September Massacre: The Latest Battle in the War on Workers' Rights Under the National Labor Relations Act
Anne Marie Lofaso
In September Massacre: The Latest Battle in the War on Workers’ Rights under the National Labor Relations Act, Associate Professor of Law at West Virginia University College of Law Anne Marie Lofaso focuses on several of the sixty-one decisions issued by the National Labor Relations Board (NLRB) in September 2007, a group of decisions that many in the labor community have referred to as the “September Massacre.” Professor Lofaso discusses the decisions and their effects on the right to organize, but also explores “the aggregate, weakening effect by both the Bush Board and prior governmental action.” In exploring the decisions within this larger context, the author explains that “many of the September decisions fit into a long history of legislative, administrative, and judicial cutbacks to the original NLRA [National Labor Relations Act],” and might most accurately be viewed as “the latest, and perhaps most serious, attack on workers’ rights.” Professor Lofaso pays special attention to the NLRB’s Dana Corporation decision, one of the September decisions that the author finds particularly harmful and revolutionary.
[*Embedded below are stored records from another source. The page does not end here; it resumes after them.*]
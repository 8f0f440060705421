//! Presentation helpers for events.
//!
//! All of these are pure. When an event carries several bet groups, the
//! first one in document order is the one that gets used.

use super::{Choice, Event};
use crate::error::{Error, Result};
use chrono::{DateTime, TimeZone};
use std::fmt::Display;

/// Format a start time as `"<day>th of <Month> <HH:MM>"`.
///
/// The suffix is always `th` ("1th", "2th", "21th"); the UI copy has always
/// read that way.
pub fn format_date<Tz>(start: &DateTime<Tz>) -> String
where
    Tz: TimeZone,
    Tz::Offset: Display,
{
    start.format("%-dth of %B %H:%M").to_string()
}

/// Whether the event has a non-blank label.
pub fn has_event_label(event: &Event) -> bool {
    event
        .label
        .as_deref()
        .is_some_and(|label| !label.trim().is_empty())
}

/// Choices of the event's first bet group.
pub fn bet_choices(event: &Event) -> Result<&[Choice]> {
    event
        .bet
        .first()
        .and_then(|group| group.choices.as_deref())
        .ok_or_else(|| Error::missing_bet_data(&event.id))
}

/// Question label of the event's first bet group.
pub fn bet_question(event: &Event) -> Result<&str> {
    event
        .bet
        .first()
        .and_then(|group| group.question.as_ref())
        .map(|question| question.label.as_str())
        .ok_or_else(|| Error::missing_bet_question(&event.id))
}

/// `"<sport> / <category> / <competition>"`.
pub fn event_breadcrumb(event: &Event) -> String {
    format!(
        "{} / {} / {}",
        event.sport.label, event.category.label, event.competition.label
    )
}

#[cfg(test)]
mod tests {
    use super::*;
    use crate::catalog::test_support::{sample_event, start_at};
    use crate::catalog::{BetGroup, Choice};
    use chrono::{FixedOffset, Utc};
    use rust_decimal_macros::dec;

    #[test]
    fn test_format_date() {
        let start = start_at("2024-12-25T15:30:00Z");
        assert_eq!(format_date(&start), "25th of December 15:30");
    }

    #[test]
    fn test_format_date_keeps_th_suffix() {
        assert_eq!(format_date(&start_at("2024-03-01T09:05:00Z")), "1th of March 09:05");
        assert_eq!(format_date(&start_at("2024-03-02T00:00:00Z")), "2th of March 00:00");
        assert_eq!(format_date(&start_at("2024-03-21T23:59:00Z")), "21th of March 23:59");
    }

    #[test]
    fn test_format_date_in_offset() {
        let start = start_at("2024-12-31T23:30:00Z");
        let paris = FixedOffset::east_opt(3600).unwrap();
        assert_eq!(format_date(&start.with_timezone(&paris)), "1th of January 00:30");
        assert_eq!(format_date(&start.with_timezone(&Utc)), "31th of December 23:30");
    }

    #[test]
    fn test_has_event_label() {
        let mut event = sample_event();
        assert!(has_event_label(&event));

        for blank in ["", "   ", "\t\n"] {
            event.label = Some(blank.to_string());
            assert!(!has_event_label(&event), "{blank:?} should not count");
        }

        event.label = None;
        assert!(!has_event_label(&event));

        event.label = Some("  Final  ".to_string());
        assert!(has_event_label(&event));
    }

    #[test]
    fn test_bet_choices() {
        let event = sample_event();
        let choices = bet_choices(&event).unwrap();
        assert_eq!(choices.len(), 3);
        assert_eq!(choices[0].actor.label, "Team A");
    }

    #[test]
    fn test_bet_question() {
        let event = sample_event();
        assert_eq!(bet_question(&event).unwrap(), "Who will win?");
    }

    #[test]
    fn test_first_bet_group_wins() {
        let event = sample_event().with_bet_group(
            "bet2",
            BetGroup::new("Total goals?", vec![Choice::new("over", "Over", dec!(1.8))]),
        );
        assert_eq!(bet_question(&event).unwrap(), "Who will win?");
        assert_eq!(bet_choices(&event).unwrap().len(), 3);
    }

    #[test]
    fn test_empty_bet_groups_fail() {
        let mut event = sample_event();
        event.bet = Default::default();

        assert!(matches!(
            bet_choices(&event),
            Err(Error::MissingBetData { event_id }) if event_id == "event-1"
        ));
        assert!(matches!(
            bet_question(&event),
            Err(Error::MissingBetQuestion { event_id }) if event_id == "event-1"
        ));
    }

    #[test]
    fn test_first_group_without_parts_fails() {
        let mut event = sample_event();
        event.bet = Default::default();
        event.bet.insert("broken", BetGroup::default());
        event.bet.insert(
            "valid",
            BetGroup::new("Winner?", vec![Choice::new("a", "A", dec!(2.0))]),
        );

        assert!(bet_choices(&event).is_err());
        assert!(bet_question(&event).is_err());
    }

    #[test]
    fn test_event_breadcrumb() {
        let event = sample_event();
        assert_eq!(
            event_breadcrumb(&event),
            "Football / Premier League / Final Match"
        );
    }
}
Concluding with some thoughts on what the labor movement can do to regain economic and political power, Professor Lofaso suggests a course that includes political activism, legislative changes (both substantive and procedural) to the NLRA, a federal judiciary willing to reverse the NLRB in appropriate circumstances, labor advocates being willing to use what remains of the NLRA to further workers’ rights, and renewed attention to the teaching of labor law in our nation’s law schools.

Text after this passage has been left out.